2 minggu lalu tmp teman saya bekerja mengadakan smcm sosialisasi pajak kepada mahasiswa di salah satu PTS. Acaranya dikemas cerdas cermat dan pemenangnya dapat hadiah Rp. 1,5 juta..
Oleh panitia, hadiah itu dipotong 25% dan bukti potong diserahkan langsung ke pemenang..
Setelah 2 minggu berlalu, panitia baru "ngeh" klo mengacu pd KepDirjen 395/2001, hadiah hasil lomba harusnya tdk dipotong PPh 25% tp mengikuti tarif PPh Pasal 17 yakni utk uang sebesar itu adl 5%.
Pajaknya telah disetor.

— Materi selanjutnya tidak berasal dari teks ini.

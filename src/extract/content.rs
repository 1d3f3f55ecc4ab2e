//! Article content extraction
//!
//! Turns one article page into an [`ArticleRecord`]: a title, a publication
//! date and the body text with page furniture (bylines, share widgets, ads,
//! related links) left out.

use super::matcher::{FieldSource, MatcherChain};
use super::text::block_text;
use crate::config::Config;
use crate::models::ArticleRecord;
use crate::provider::{parse_selector, Session, WaitCondition};
use crate::ExtractError;
use scraper::{Html, Selector};
use std::time::Duration;
use tracing::{debug, warn};

const CONTAINER: &str = "article";

const TITLE_CHAIN: &[&str] = &["article h1", "h1.article-title", "h1"];

const DATE_CHAIN: &[&str] = &[
    "article time[datetime]",
    "article .date",
    "article .published-date",
    "article .post-date",
    "time[datetime]",
];

/// Subtrees never included in the body text
const NOISE: &[&str] = &[
    "script",
    "style",
    "h1",
    "time",
    ".date",
    ".published-date",
    ".post-date",
    ".ad",
    ".advertisement",
    ".related-articles",
    ".comments",
    ".social-share",
    ".author-info",
    "nav",
];

/// Extracts article records from pages loaded through a [`Session`]
#[derive(Debug, Clone)]
pub struct ContentExtractor {
    container: Selector,
    ready: WaitCondition,
    title: MatcherChain,
    date: MatcherChain,
    noise: MatcherChain,
    page_load_timeout: Duration,
    container_timeout: Duration,
}

impl ContentExtractor {
    /// Creates an extractor with default timeouts (20 s load, 5 s container wait)
    pub fn new() -> Result<Self, ExtractError> {
        Ok(Self {
            container: parse_selector(CONTAINER)?,
            ready: WaitCondition::element(CONTAINER)?,
            title: MatcherChain::from_css(TITLE_CHAIN)?,
            date: MatcherChain::from_css(DATE_CHAIN)?,
            noise: MatcherChain::from_css(NOISE)?,
            page_load_timeout: Duration::from_secs(20),
            container_timeout: Duration::from_secs(5),
        })
    }

    /// Creates an extractor using the configured timeouts
    pub fn from_config(config: &Config) -> Result<Self, ExtractError> {
        Ok(Self::new()?.with_timeouts(
            config.provider.page_load_timeout(),
            config.extraction.container_timeout(),
        ))
    }

    pub fn with_timeouts(mut self, page_load: Duration, container: Duration) -> Self {
        self.page_load_timeout = page_load;
        self.container_timeout = container;
        self
    }

    /// Loads `url` in `session` and extracts it
    ///
    /// Never fails: load and read errors become a record with the `error`
    /// slot set. A page where the container never shows up is still parsed,
    /// which yields a record with empty content.
    pub async fn extract(&self, session: &mut dyn Session, url: &str) -> ArticleRecord {
        debug!(%url, "Extracting article");

        if let Err(e) = session.open(url, self.page_load_timeout).await {
            warn!(%url, "Failed to load article: {}", e);
            return ArticleRecord::failed(url, e);
        }

        match session.wait_for(&self.ready, self.container_timeout).await {
            Ok(true) => {}
            Ok(false) => debug!(%url, "Article container did not appear in time"),
            Err(e) => {
                warn!(%url, "Failed while waiting for article container: {}", e);
                return ArticleRecord::failed(url, e);
            }
        }

        match session.page_source().await {
            Ok(source) => self.parse(&source, url),
            Err(e) => {
                warn!(%url, "Failed to read article document: {}", e);
                ArticleRecord::failed(url, e)
            }
        }
    }

    /// Extracts a record from an already loaded document
    pub fn parse(&self, source: &str, url: &str) -> ArticleRecord {
        let document = Html::parse_document(source);
        let root = document.root_element();
        let mut record = ArticleRecord::empty(url);

        if let Some(heading) = self.title.first_match(root) {
            record.title = FieldSource::Text.read(heading);
        }

        if let Some(date) = self.date.first_match(root) {
            record.date = FieldSource::AttrOrText("datetime").read(date);
        }

        match document.select(&self.container).next() {
            Some(container) => {
                record.content = block_text(container, |element| self.noise.matches_any(element));
            }
            None => debug!(%url, "No article container; content left empty"),
        }

        record
    }
}
//! In-memory provider for unit tests.
//!
//! Serves fixed documents by URL and counts how sessions are used.

use super::{DocumentProvider, Session};
use crate::{ProviderError, ProviderResult};
use async_trait::async_trait;
use std::collections::HashMap;
use std::sync::atomic::{AtomicUsize, Ordering};
use std::sync::Arc;
use std::time::Duration;

#[derive(Debug, Default)]
pub struct Counters {
    pub opened: AtomicUsize,
    pub closed: AtomicUsize,
    pub loads: AtomicUsize,
    pub scrolls: AtomicUsize,
    active: AtomicUsize,
    pub peak_active: AtomicUsize,
}

impl Counters {
    pub fn get(counter: &AtomicUsize) -> usize {
        counter.load(Ordering::SeqCst)
    }
}

#[derive(Debug, Default, Clone)]
pub struct ScriptedProvider {
    pages: HashMap<String, String>,
    delays: HashMap<String, Duration>,
    heights: Vec<u64>,
    refuse_sessions: bool,
    pub counters: Arc<Counters>,
}

impl ScriptedProvider {
    pub fn new() -> Self {
        Self::default()
    }

    pub fn page(mut self, url: &str, html: &str) -> Self {
        self.pages.insert(url.to_string(), html.to_string());
        self
    }

    /// Makes loading `url` take `delay`
    pub fn slow(mut self, url: &str, delay: Duration) -> Self {
        self.delays.insert(url.to_string(), delay);
        self
    }

    /// Successive `current_height` results; the last one repeats
    pub fn heights(mut self, heights: &[u64]) -> Self {
        self.heights = heights.to_vec();
        self
    }

    pub fn refusing(mut self) -> Self {
        self.refuse_sessions = true;
        self
    }
}

#[async_trait]
impl DocumentProvider for ScriptedProvider {
    fn name(&self) -> &'static str {
        "scripted"
    }

    async fn open_session(&self) -> ProviderResult<Box<dyn Session>> {
        if self.refuse_sessions {
            return Err(ProviderError::Launch("no sessions available".to_string()));
        }

        self.counters.opened.fetch_add(1, Ordering::SeqCst);
        let active = self.counters.active.fetch_add(1, Ordering::SeqCst) + 1;
        self.counters.peak_active.fetch_max(active, Ordering::SeqCst);

        Ok(Box::new(ScriptedSession {
            provider: self.clone(),
            document: None,
            height_calls: 0,
            closed: false,
        }))
    }
}

pub struct ScriptedSession {
    provider: ScriptedProvider,
    document: Option<String>,
    height_calls: usize,
    closed: bool,
}

#[async_trait]
impl Session for ScriptedSession {
    async fn open(&mut self, url: &str, timeout: Duration) -> ProviderResult<()> {
        self.provider.counters.loads.fetch_add(1, Ordering::SeqCst);

        if let Some(delay) = self.provider.delays.get(url) {
            if *delay > timeout {
                tokio::time::sleep(timeout).await;
                return Err(ProviderError::LoadTimeout {
                    url: url.to_string(),
                    timeout,
                });
            }
            tokio::time::sleep(*delay).await;
        }

        match self.provider.pages.get(url) {
            Some(html) => {
                self.document = Some(html.clone());
                Ok(())
            }
            None => Err(ProviderError::Status {
                url: url.to_string(),
                status: 404,
            }),
        }
    }

    async fn page_source(&mut self) -> ProviderResult<String> {
        self.document.clone().ok_or(ProviderError::NoDocument)
    }

    async fn scroll_to_bottom(&mut self) -> ProviderResult<()> {
        self.provider.counters.scrolls.fetch_add(1, Ordering::SeqCst);
        Ok(())
    }

    async fn current_height(&mut self) -> ProviderResult<u64> {
        let heights = &self.provider.heights;
        let height = heights
            .get(self.height_calls)
            .or_else(|| heights.last())
            .copied()
            .unwrap_or(1000);
        self.height_calls += 1;
        Ok(height)
    }

    async fn close(&mut self) {
        if !self.closed {
            self.closed = true;
            self.document = None;
            self.provider.counters.closed.fetch_add(1, Ordering::SeqCst);
            self.provider.counters.active.fetch_sub(1, Ordering::SeqCst);
        }
    }
}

Tidak ada komplain dr pihak penerima.. Nah, demi keadilan dan kebenaran, apa solusi terbaik buat panitia sebagai pihak pemotong menurut Pak Raden yg pinter banget..?
Makasih atas sharingnya..
Karena begini, satu bulan lalu saya mengalami sakit dan harus dirawat inap. Biaya dari rumah sakit kemudian saya reinburst ke kantor dan dibayarkan melalui transfer ke rekening. Kemudian pada akhir tahun, biaya tersebut dibebankan sebagai pendapatan saya, sehingga pajak penghasilan di akhir tahun besar sekali.

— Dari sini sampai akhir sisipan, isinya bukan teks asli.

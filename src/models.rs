//! Data models produced by the listing crawler and the content extractor.
//!
//! - [`ListEntry`]: one article reference discovered on a listing page
//! - [`ArticleRecord`]: the cleaned content of one article, or the reason it
//!   could not be extracted
//!
//! Both are created per invocation and never persisted.

use serde::{Deserialize, Serialize};

/// One discovered article reference.
///
/// `id` is 1-based and assigned in discovery order within a single crawl, so
/// it is only meaningful inside that crawl's result. `url` is the stable
/// identifier across runs.
#[derive(Debug, Clone, PartialEq, Eq, Serialize, Deserialize)]
pub struct ListEntry {
    #[serde(rename = "ID")]
    pub id: usize,
    #[serde(rename = "Title")]
    pub title: String,
    #[serde(rename = "URL")]
    pub url: String,
}

/// The result of extracting one article.
///
/// Failures are carried in `error` rather than raised, so a batch keeps one
/// record per requested URL. `source_url` is always the requested URL.
#[derive(Debug, Clone, PartialEq, Eq, Serialize, Deserialize)]
pub struct ArticleRecord {
    pub title: String,
    pub date: String,
    pub content: String,
    pub source_url: String,
    #[serde(default, skip_serializing_if = "Option::is_none")]
    pub error: Option<String>,
}

impl ArticleRecord {
    /// An empty record for `url`, to be filled in by the extractor.
    pub fn empty(url: &str) -> Self {
        Self {
            title: String::new(),
            date: String::new(),
            content: String::new(),
            source_url: url.to_string(),
            error: None,
        }
    }

    /// A failed record for `url` carrying a human-readable description.
    pub fn failed(url: &str, error: impl std::fmt::Display) -> Self {
        Self {
            error: Some(error.to_string()),
            ..Self::empty(url)
        }
    }

    pub fn is_error(&self) -> bool {
        self.error.is_some()
    }

    /// The record as a single-line JSON document.
    pub fn to_json(&self) -> serde_json::Result<String> {
        serde_json::to_string(self)
    }
}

Saya pikir jika penerima penghasilan "tidak mempermasalahkan" maka bukan masalah. Tapi bisa saja si penerima hadiah minta restitusi atau pemindahbukuan (Pbk) ke utang pajak lain. Cuma kalau restitusi tiga ratus ribu rupiah, saya pikir tidak material. Tapi ya terserah si penerima hadiah!
Kalo tunjangan kesehatan kaya biaya rawat inap di rumah sakit yang dibayarkan perusahaan pada saat pegawai/karyawannya dirawat inap, apakah termasuk Pendapatan Kena Pajak?
Biasanya kita menggunakan istilah "penghasilan atau tidak". Jika penghasilan bagi karyawan maka biaya bagi perusahaan. Tapi biasanya istilah "tunjangan" masuk ke komponen gaji. Jadi biaya bagi perusahaan dan penghasilan bagi karyawan.
Mohon diberikan jawabannya,terima kasih.
PPh Pasal 25 adalah cicilan pajak terutang pada tahun berjalan yang dibayar setiap bulan. Sedangkan PPh Pasal 29 adalah pelunasan PPh yang kurang bayar dan dibayar sebelum lapor SPT. Ini berlaku untuk semua wajib pajak, baik WP karyawan, pengusaha kecil, pengusaha besar, maupun konglomerat.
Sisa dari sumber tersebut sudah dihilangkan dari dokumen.